Antibiotic resistance occurs when bacterial cells adapt to evade a drug designed to kill it. Making changes to the cell wall is one way bacteria accomplish this. Little is known, however, about just how these structures respond when under attack.
With the five-year $1.94 million MIRA grant, Pires’s group will delve deeply into this process through a unique approach that essentially tricks bacteria into revealing where its cell wall is most vulnerable. Such knowledge could help scientists design next-generation antibiotics that circumvent drug resistance mechanisms.
The centerpiece of the research is a process that Pires and his team conduct facilitating live bacteria’s absorption of synthetic cell wall fragments constructed in the lab. These fragments are modified with reporter units, which then allow researchers to observe, in live bacteria, components of the cell wall machinery under various conditions.
“Bacterial cell walls are unique in their structure and function and are essential to bacterial cells—making them unique targets for the development of antibiotics,” said Pires, assistant professor in the Department of Chemistry. “By ‘tricking’ bacteria into using some of our cell wall building blocks, we get an unprecedented perspective on how they change when challenged with antibiotics.”
MIRA is a program of the National Institute of General Medical Science (NIGMS), a division of NIH that provides support for basic research that increases understanding of biological processes and lays the foundation for advances in disease diagnosis, treatment and prevention. According NIGMS, the goal of MIRA is to increase the efficiency of NIGMS funding by providing investigators with greater stability and flexibility, thereby enhancing scientific productivity and the chances for important breakthroughs.
Identifying Bacterial Cell Wall Changes that Cause Antibiotic Resistance
The stakes for drug design breakthroughs to treat drug-resistant bacteria are high. Every year in the United States, more than two million people are afflicted with resistant bacterial infections. An estimated 23,000 American lives—and 700,000 lives worldwide—are lost yearly as a result of bacterial infections resistant to current antibiotic treatments. These numbers are only expected to grow.
Bacterial cell walls are the target of some of the most powerful antibiotics discovered to date. Cell wall-targeting antibiotics include some commonly prescribed treatments such as penicillin and amoxicillin. Drugs that target bacteria’s cell walls are also among the safest as human cells do not have cell walls and are thus unaffected by the treatment.
According to Pires, individual components of the bacterial cell wall machinery are key to bacteria’s adaptation response and, therefore, to drug-resistance. One of his team’s goals is to identify the cell wall components that bacteria need to successfully adapt and evade the drugs designed to destroy it.
“If we can identify these ‘weak spots,’ said Pires, “we should be able to find ways to inactivate or circumvent them.”
Another focus area is learning more about the crucial “bottleneck step” in the construction of new bacterial cells. For infections to take hold, bacterial cells need to grow and divide. To do this, the components of new cell walls must be produced inside the cell and then transported outside it. This transport step is known as the “bottleneck” of cell wall production or biosynthesis.

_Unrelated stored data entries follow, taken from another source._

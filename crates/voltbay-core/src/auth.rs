//! Authentication by shared code

use voltbay_api::Authenticated;
use voltbay_util::{Result, StationError};

use crate::CodeBook;

/// Match a keypad entry against the code book.
///
/// The admin code is checked first. A user code yields `user-<k>` where `k`
/// is its 1-based position in the current ordering, so the identity of a
/// code can change when earlier codes are removed. Pure: no side effects on
/// success or failure.
pub fn authenticate(codes: &CodeBook, presented: &str) -> Result<Authenticated> {
    if codes.is_admin(presented) {
        return Ok(Authenticated::admin());
    }

    codes
        .position_of(presented)
        .map(|index| Authenticated::user(index + 1))
        .ok_or(StationError::InvalidCode)
}

/// Membership check used to authorize a stop: any admin or user code passes.
pub fn validate_code(codes: &CodeBook, presented: &str) -> bool {
    codes.is_admin(presented) || codes.position_of(presented).is_some()
}
//! Shared types for the voltbay station
//!
//! This crate defines the values exchanged between the station core and
//! whatever presents it (kiosk screens, monitoring views):
//! - Roles and authentication outcomes
//! - Session views and the station snapshot
//! - Charge duration options
//! - Events

mod events;
mod types;

pub use events::*;
pub use types::*;
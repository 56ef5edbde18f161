//! Shared utilities for voltbay
//!
//! This crate provides:
//! - ID types (Identity, SessionId) and the validated AccessCode
//! - Time utilities (monotonic time, countdown formatting)
//! - The station error type
//! - Default paths for config and data directories

mod error;
mod ids;
mod paths;
mod time;

pub use error::*;
pub use ids::*;
pub use paths::*;
pub use time::*;
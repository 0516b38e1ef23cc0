use std::sync::mpsc;

use euclid::{
    default::{Point2D, Size2D},
    point2,
};
use thiserror::Error;

#[derive(Copy, Clone, Eq, PartialEq, Hash, Debug)]
pub enum Key {
    A,
    B,
    C,
    D,
    E,
    F,
    G,
    H,
    I,
    J,
    K,
    L,
    M,
    N,
    O,
    P,
    Q,
    R,
    S,
    T,
    U,
    V,
    W,
    X,
    Y,
    Z,
    Key0,
    Key1,
    Key2,
    Key3,
    Key4,
    Key5,
    Key6,
    Key7,
    Key8,
    Key9,
    F1,
    F2,
    F3,
    F4,
    F5,
    F6,
    F7,
    F8,
    F9,
    F10,
    F11,
    F12,
    Numpad0,
    Numpad1,
    Numpad2,
    Numpad3,
    Numpad4,
    Numpad5,
    Numpad6,
    Numpad7,
    Numpad8,
    Numpad9,
    NumpadSlash,
    NumpadAsterisk,
    NumpadMinus,
    NumpadPlus,
    NumpadPeriod,
    Left,
    Right,
    Up,
    Down,
    Backspace,
    Tab,
    Enter,
    Home,
    End,
    PageUp,
    PageDown,
    Insert,
    Delete,
    Shift,
    Control,
    Alt,
    LeftShift,
    RightShift,
    LeftControl,
    RightControl,
    LeftAlt,
    RightAlt,
    Escape,
    Space,
    Pause,
    NumLock,
    ScrollLock,
    CapsLock,
    PrintScreen,
    Comma,
    Period,
    Minus,
    Equals,
    Semicolon,
    Slash,
    GraveAccent,
    LeftSquareBracket,
    Backslash,
    RightSquareBracket,
    Apostrophe,
    MouseLeft,
    MouseRight,
    MouseWheel,
    Unknown,
}

impl Key {
    pub const LETTERS: [Key; 26] = [
        Key::A,
        Key::B,
        Key::C,
        Key::D,
        Key::E,
        Key::F,
        Key::G,
        Key::H,
        Key::I,
        Key::J,
        Key::K,
        Key::L,
        Key::M,
        Key::N,
        Key::O,
        Key::P,
        Key::Q,
        Key::R,
        Key::S,
        Key::T,
        Key::U,
        Key::V,
        Key::W,
        Key::X,
        Key::Y,
        Key::Z,
    ];

    pub const DIGITS: [Key; 10] = [
        Key::Key0,
        Key::Key1,
        Key::Key2,
        Key::Key3,
        Key::Key4,
        Key::Key5,
        Key::Key6,
        Key::Key7,
        Key::Key8,
        Key::Key9,
    ];

    /// Position of the key within its alphabetic or numeric range.
    pub fn letter_index(self) -> Option<usize> {
        Key::LETTERS.iter().position(|k| *k == self)
    }

    pub fn digit_index(self) -> Option<usize> {
        Key::DIGITS.iter().position(|k| *k == self)
    }
}

#[derive(Copy, Clone, Eq, PartialEq, Hash, Debug)]
pub enum KeyState {
    Down,
    Up,
}

/// A platform event translated into engine terms.
///
/// Mouse positions are normalized to the unit square with the origin in the bottom-left corner of
/// the drawing surface. Messages without a button (moves, wheel turns) carry no key and report
/// `KeyState::Up`.
#[derive(Copy, Clone, Debug, PartialEq)]
pub enum InputMessage {
    Keyboard {
        key: Key,
        state: KeyState,
    },
    Mouse {
        key: Option<Key>,
        state: KeyState,
        position: Point2D<f32>,
        wheel_delta: i32,
    },
}

impl InputMessage {
    pub fn keyboard(key: Key, state: KeyState) -> Self {
        InputMessage::Keyboard { key, state }
    }

    pub fn mouse(
        key: Option<Key>,
        state: KeyState,
        raw_position: Point2D<f64>,
        wheel_delta: i32,
        surface_size: Size2D<u32>,
    ) -> Result<Self, InputError> {
        Ok(InputMessage::Mouse {
            key,
            state,
            position: normalize_position(raw_position, surface_size)?,
            wheel_delta,
        })
    }
}

#[derive(Debug, Error, PartialEq)]
pub enum InputError {
    #[error("window size is not known yet ({width}x{height}), cannot place mouse input")]
    UnknownWindowSize { width: u32, height: u32 },
}

/// Maps a pixel position (origin top-left) onto the unit square (origin bottom-left).
pub fn normalize_position(
    raw: Point2D<f64>,
    surface_size: Size2D<u32>,
) -> Result<Point2D<f32>, InputError> {
    if surface_size.width <= 1 || surface_size.height <= 1 {
        return Err(InputError::UnknownWindowSize {
            width: surface_size.width,
            height: surface_size.height,
        });
    }
    let x = raw.x / f64::from(surface_size.width - 1);
    let y = (f64::from(surface_size.height) - raw.y) / f64::from(surface_size.height - 1);
    // the cursor is still reported outside the client area while a button is held
    Ok(point2(x.max(0.).min(1.) as f32, y.max(0.).min(1.) as f32))
}

/// Creates the two ends of the input queue: the event thread pushes, the render loop polls.
pub fn input_queue() -> (InputSender, InputReceiver) {
    let (tx, rx) = mpsc::channel();
    (InputSender(tx), InputReceiver(rx))
}

#[derive(Clone)]
pub struct InputSender(mpsc::Sender<InputMessage>);

impl InputSender {
    pub fn push(&self, msg: InputMessage) {
        // nobody left to consume input once the render loop is gone
        if self.0.send(msg).is_err() {
            log::trace!("Dropping input message {:?}, receiver is closed", msg);
        }
    }
}

pub struct InputReceiver(mpsc::Receiver<InputMessage>);

impl InputReceiver {
    /// Oldest queued message, without blocking.
    pub fn poll(&self) -> Option<InputMessage> {
        self.0.try_recv().ok()
    }

    /// Everything queued so far, oldest first.
    pub fn drain(&self) -> impl Iterator<Item = InputMessage> + '_ {
        self.0.try_iter()
    }
}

Lipid II, the membrane-anchored cell wall precursor that is essential for this step, is the focus of at least four different classes of antibiotics. The treatment works by interrupting the transport process, thus impeding a bacterial cell’s ability to grow and divide. It is also this transport process that bacteria change in response, rendering antibiotics ineffective.
“We are the first group to be able to ‘pierce in’ and study this ‘bottleneck step’ in live bacteria,” said Pires. “We plan to use our technique to understand it more and to discover how bacteria alter this step to become resistant to antibiotics.”